▶ [WORK INSTRUCTIONS] Write the records out once more, exactly as they are given.

▶ [DATA]

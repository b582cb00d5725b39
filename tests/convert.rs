// SPDX-License-Identifier: MIT
use tbx2tsv::{convert_tbx_file, Error, LanguagePair, LINE_ENDING};

const TBX_BASIC: &str = r#"<?xml version="1.0" encoding="UTF-8"?>
<!DOCTYPE martif SYSTEM "TBXBasiccoreStructV02.dtd">
<martif type="TBX-Basic" xml:lang="en-US" xmlns="urn:iso:std:iso:30042:ed-2">
  <martifHeader>
    <fileDesc><sourceDesc><p>Animals</p></sourceDesc></fileDesc>
  </martifHeader>
  <text>
    <body>
      <termEntry id="e1">
        <descrip type="subjectField">zoology</descrip>
        <langSet xml:lang="en">
          <tig><term>cat</term><termNote type="partOfSpeech">noun</termNote></tig>
        </langSet>
        <langSet xml:lang="es">
          <tig><term>gato</term></tig>
        </langSet>
      </termEntry>
      <termEntry id="e2">
        <langSet xml:lang="en"><tig><term>horse</term></tig></langSet>
        <langSet xml:lang="fr"><tig><term>cheval</term></tig></langSet>
      </termEntry>
      <termEntry id="e3">
        <langSet xml:lang="es"><tig><term>perro</term></tig></langSet>
        <langSet xml:lang="en"><tig><term>dog</term></tig></langSet>
        <langSet xml:lang="fr"><tig><term>chien</term></tig></langSet>
      </termEntry>
    </body>
  </text>
</martif>
"#;

fn lines(text: &[&str]) -> String {
    text.iter()
        .map(|line| format!("{}{}", line, LINE_ENDING))
        .collect()
}

#[test]
fn convert_en_es() {
    let dir = tempfile::tempdir().unwrap();
    let input = dir.path().join("animals.tbx");
    let output = dir.path().join("animals.tsv");
    std::fs::write(&input, TBX_BASIC).unwrap();

    let count = convert_tbx_file(&input, &output, &LanguagePair::default()).unwrap();
    assert_eq!(count, 2);
    assert_eq!(
        std::fs::read_to_string(&output).unwrap(),
        lines(&["Source Term\tTarget Term", "cat\tgato", "dog\tperro"])
    );
}

#[test]
fn convert_without_namespace_is_identical() {
    let dir = tempfile::tempdir().unwrap();
    let ns_input = dir.path().join("ns.tbx");
    let bare_input = dir.path().join("bare.tbx");
    std::fs::write(&ns_input, TBX_BASIC).unwrap();
    std::fs::write(
        &bare_input,
        TBX_BASIC.replace(r#" xmlns="urn:iso:std:iso:30042:ed-2""#, ""),
    )
    .unwrap();

    let langs = LanguagePair::new("en", "fr");
    let ns_output = dir.path().join("ns.tsv");
    let bare_output = dir.path().join("bare.tsv");
    assert_eq!(convert_tbx_file(&ns_input, &ns_output, &langs).unwrap(), 2);
    assert_eq!(convert_tbx_file(&bare_input, &bare_output, &langs).unwrap(), 2);
    assert_eq!(
        std::fs::read(&ns_output).unwrap(),
        std::fs::read(&bare_output).unwrap()
    );
}

#[test]
fn no_matching_language_writes_header() {
    let dir = tempfile::tempdir().unwrap();
    let input = dir.path().join("animals.tbx");
    let output = dir.path().join("animals.tsv");
    std::fs::write(&input, TBX_BASIC).unwrap();

    let count = convert_tbx_file(&input, &output, &LanguagePair::new("en", "de")).unwrap();
    assert_eq!(count, 0);
    assert_eq!(
        std::fs::read_to_string(&output).unwrap(),
        lines(&["Source Term\tTarget Term"])
    );
}

#[test]
fn idempotent() {
    let dir = tempfile::tempdir().unwrap();
    let input = dir.path().join("animals.tbx");
    let output = dir.path().join("animals.tsv");
    std::fs::write(&input, TBX_BASIC).unwrap();

    let langs = LanguagePair::default();
    convert_tbx_file(&input, &output, &langs).unwrap();
    let first = std::fs::read(&output).unwrap();
    convert_tbx_file(&input, &output, &langs).unwrap();
    assert_eq!(first, std::fs::read(&output).unwrap());
}

#[test]
fn malformed_input_leaves_output_untouched() {
    let dir = tempfile::tempdir().unwrap();
    let input = dir.path().join("broken.tbx");
    let output = dir.path().join("keep.tsv");
    std::fs::write(&input, &TBX_BASIC[..TBX_BASIC.len() / 2]).unwrap();
    std::fs::write(&output, "keep me\n").unwrap();

    let err = convert_tbx_file(&input, &output, &LanguagePair::default()).unwrap_err();
    assert!(matches!(err, Error::MalformedXml { .. }), "{}", err);
    assert!(err.to_string().contains("line "));
    assert_eq!(std::fs::read_to_string(&output).unwrap(), "keep me\n");
}

#[test]
fn missing_input() {
    let dir = tempfile::tempdir().unwrap();
    let output = dir.path().join("out.tsv");

    let err = convert_tbx_file(dir.path().join("missing.tbx"), &output, &LanguagePair::default())
        .unwrap_err();
    assert!(matches!(err, Error::InputNotFound { .. }));
    assert!(!output.exists());
}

▶ [ANSWER BOX]
repository b582cb00d5725b39
filename tests/convert.rs
// SPDX-License-Identifier: MIT
use tbx2tsv::{convert_tbx_file, Error, LanguagePair, LINE_ENDING};

const TBX_BASIC: &str = r#"<?xml version="1.0" encoding="UTF-8"?>
<!DOCTYPE martif SYSTEM "TBXBasiccoreStructV02.dtd">
<martif type="TBX-Basic" xml:lang="en-US" xmlns="urn:iso:std:iso:30042:ed-2">
  <martifHeader>
    <fileDesc><sourceDesc><p>Animals</p></sourceDesc></fileDesc>
  </martifHeader>
  <text>
    <body>
      <termEntry id="e1">
        <descrip type="subjectField">zoology</descrip>
        <langSet xml:lang="en">
          <tig><term>cat</term><termNote type="partOfSpeech">noun</termNote></tig>
        </langSet>
        <langSet xml:lang="es">
          <tig><term>gato</term></tig>
        </langSet>
      </termEntry>
      <termEntry id="e2">
        <langSet xml:lang="en"><tig><term>horse</term></tig></langSet>
        <langSet xml:lang="fr"><tig><term>cheval</term></tig></langSet>
      </termEntry>
      <termEntry id="e3">
        <langSet xml:lang="es"><tig><term>perro</term></tig></langSet>
        <langSet xml:lang="en"><tig><term>dog</term></tig></langSet>
        <langSet xml:lang="fr"><tig><term>chien</term></tig></langSet>
      </termEntry>
    </body>
  </text>
</martif>
"#;

fn lines(text: &[&str]) -> String {
    text.iter()
        .map(|line| format!("{}{}", line, LINE_ENDING))
        .collect()
}

#[test]
fn convert_en_es() {
    let dir = tempfile::tempdir().unwrap();
    let input = dir.path().join("animals.tbx");
    let output = dir.path().join("animals.tsv");
    std::fs::write(&input, TBX_BASIC).unwrap();

    let count = convert_tbx_file(&input, &output, &LanguagePair::default()).unwrap();
    assert_eq!(count, 2);
    assert_eq!(
        std::fs::read_to_string(&output).unwrap(),
        lines(&["Source Term\tTarget Term", "cat\tgato", "dog\tperro"])
    );
}

#[test]
fn convert_without_namespace_is_identical() {
    let dir = tempfile::tempdir().unwrap();
    let ns_input = dir.path().join("ns.tbx");
    let bare_input = dir.path().join("bare.tbx");
    std::fs::write(&ns_input, TBX_BASIC).unwrap();
    std::fs::write(
        &bare_input,
        TBX_BASIC.replace(r#" xmlns="urn:iso:std:iso:30042:ed-2""#, ""),
    )
    .unwrap();

    let langs = LanguagePair::new("en", "fr");
    let ns_output = dir.path().join("ns.tsv");
    let bare_output = dir.path().join("bare.tsv");
    assert_eq!(convert_tbx_file(&ns_input, &ns_output, &langs).unwrap(), 2);
    assert_eq!(convert_tbx_file(&bare_input, &bare_output, &langs).unwrap(), 2);
    assert_eq!(
        std::fs::read(&ns_output).unwrap(),
        std::fs::read(&bare_output).unwrap()
    );
}

#[test]
fn no_matching_language_writes_header() {
    let dir = tempfile::tempdir().unwrap();
    let input = dir.path().join("animals.tbx");
    let output = dir.path().join("animals.tsv");
    std::fs::write(&input, TBX_BASIC).unwrap();

    let count = convert_tbx_file(&input, &output, &LanguagePair::new("en", "de")).unwrap();
    assert_eq!(count, 0);
    assert_eq!(
        std::fs::read_to_string(&output).unwrap(),
        lines(&["Source Term\tTarget Term"])
    );
}

#[test]
fn idempotent() {
    let dir = tempfile::tempdir().unwrap();
    let input = dir.path().join("animals.tbx");
    let output = dir.path().join("animals.tsv");
    std::fs::write(&input, TBX_BASIC).unwrap();

    let langs = LanguagePair::default();
    convert_tbx_file(&input, &output, &langs).unwrap();
    let first = std::fs::read(&output).unwrap();
    convert_tbx_file(&input, &output, &langs).unwrap();
    assert_eq!(first, std::fs::read(&output).unwrap());
}

#[test]
fn malformed_input_leaves_output_untouched() {
    let dir = tempfile::tempdir().unwrap();
    let input = dir.path().join("broken.tbx");
    let output = dir.path().join("keep.tsv");
    std::fs::write(&input, &TBX_BASIC[..TBX_BASIC.len() / 2]).unwrap();
    std::fs::write(&output, "keep me\n").unwrap();

    let err = convert_tbx_file(&input, &output, &LanguagePair::default()).unwrap_err();
    assert!(matches!(err, Error::MalformedXml { .. }), "{}", err);
    assert!(err.to_string().contains("line "));
    assert_eq!(std::fs::read_to_string(&output).unwrap(), "keep me\n");
}

#[test]
fn missing_input() {
    let dir = tempfile::tempdir().unwrap();
    let output = dir.path().join("out.tsv");

    let err = convert_tbx_file(dir.path().join("missing.tbx"), &output, &LanguagePair::default())
        .unwrap_err();
    assert!(matches!(err, Error::InputNotFound { .. }));
    assert!(!output.exists());
}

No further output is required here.